Destination Wedding Photographer

Taiwan

- Wedding Photography -

Wedding Photographer Taiwan

Wedding Photographer Taiwan

Hello If you’re reading this it’s likely that you’re looking for a wedding photographer for your wedding day in Taiwan (great location by the way ).. needless to say  I’m so glad you decided to visit my web page ,  if you have the time why not stay and take a look around at some of my work, you can visit my portfolio HERE, or even see some real weddings HERE I’m pretty confident  you can find many reasons to choose us to photograph your wedding day in Taiwan.

Why choose me for you photography?

My name is  David,  I am an award winning destination wedding photographer who loves the fun, atmosphere and the all round celebration of weddings, I offer a unique contemporary approach photographing a wedding, I often appeal to the non-traditionalist, stylish yet contemporary couple. Based in Newcastle upon Tyne ,England, I capture weddings all across the UK, and around Europe and the World . 

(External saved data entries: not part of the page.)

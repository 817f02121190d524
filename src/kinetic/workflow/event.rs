// SPDX-License-Identifier: MIT

//! Run status and lifecycle events

use serde::{Deserialize, Serialize};
use serde_json::Value;
use std::fmt;

use crate::adk::agent::AgentUpdate;
use crate::adk::error::RunFailure;

/// Status of a workflow run
#[derive(Debug, Clone, Copy, PartialEq, Eq, Serialize, Deserialize)]
#[serde(rename_all = "SCREAMING_SNAKE_CASE")]
pub enum RunStatus {
    InProgress,
    InProgressPendingRequests,
    Idle,
    IdleWithPendingRequests,
    Failed,
}

impl RunStatus {
    /// Whether the run has stopped advancing on its own
    pub fn is_terminal(&self) -> bool {
        matches!(
            self,
            RunStatus::Idle | RunStatus::IdleWithPendingRequests | RunStatus::Failed
        )
    }
}

impl fmt::Display for RunStatus {
    fn fmt(&self, f: &mut fmt::Formatter<'_>) -> fmt::Result {
        let name = match self {
            RunStatus::InProgress => "IN_PROGRESS",
            RunStatus::InProgressPendingRequests => "IN_PROGRESS_PENDING_REQUESTS",
            RunStatus::Idle => "IDLE",
            RunStatus::IdleWithPendingRequests => "IDLE_WITH_PENDING_REQUESTS",
            RunStatus::Failed => "FAILED",
        };
        f.write_str(name)
    }
}

/// Events emitted by a run, in the order they happened
#[derive(Debug, Clone, PartialEq, Serialize, Deserialize)]
#[serde(tag = "type", rename_all = "snake_case")]
pub enum WorkflowEvent {
    WorkflowStarted {
        workflow_id: String,
        run_id: String,
    },
    WorkflowStatus {
        state: RunStatus,
    },
    SuperstepStarted {
        superstep: u32,
    },
    SuperstepCompleted {
        superstep: u32,
    },
    ExecutorInvoked {
        executor_id: String,
        superstep: u32,
    },
    ExecutorCompleted {
        executor_id: String,
        superstep: u32,
    },
    ExecutorFailed {
        executor_id: String,
        error: String,
    },
    /// Final response of an agent executor
    AgentRun {
        executor_id: String,
        response: Value,
    },
    /// Incremental update from a streaming agent
    AgentRunUpdate {
        executor_id: String,
        update: AgentUpdate,
    },
    RequestInfo {
        request_id: String,
        executor_id: String,
        data: Value,
    },
    WorkflowOutput {
        executor_id: String,
        data: Value,
    },
    WorkflowFailed {
        error: RunFailure,
    },
}

impl WorkflowEvent {
    /// Whether this event ends a drive of the run
    pub fn is_terminal(&self) -> bool {
        match self {
            WorkflowEvent::WorkflowStatus { state } => {
                matches!(state, RunStatus::Idle | RunStatus::IdleWithPendingRequests)
            }
            WorkflowEvent::WorkflowFailed { .. } => true,
            _ => false,
        }
    }
}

I’m so very passionate about what I do, I find inspiration all around me and love to use any available light to by advantage and use additional light for the more creative image. I have had the pleasure of photographing in Taiwan on a few occasions, the architecture of Taiwan lends itself to stylish wedding photography.

I take pleasure in playing an integral role in two people tying the knot but I’m a firm believer in the fact that a wedding is so much more than exchanging words and work to capture every emotion felt and each special moment, translating the true joy of the day through stylish imagery.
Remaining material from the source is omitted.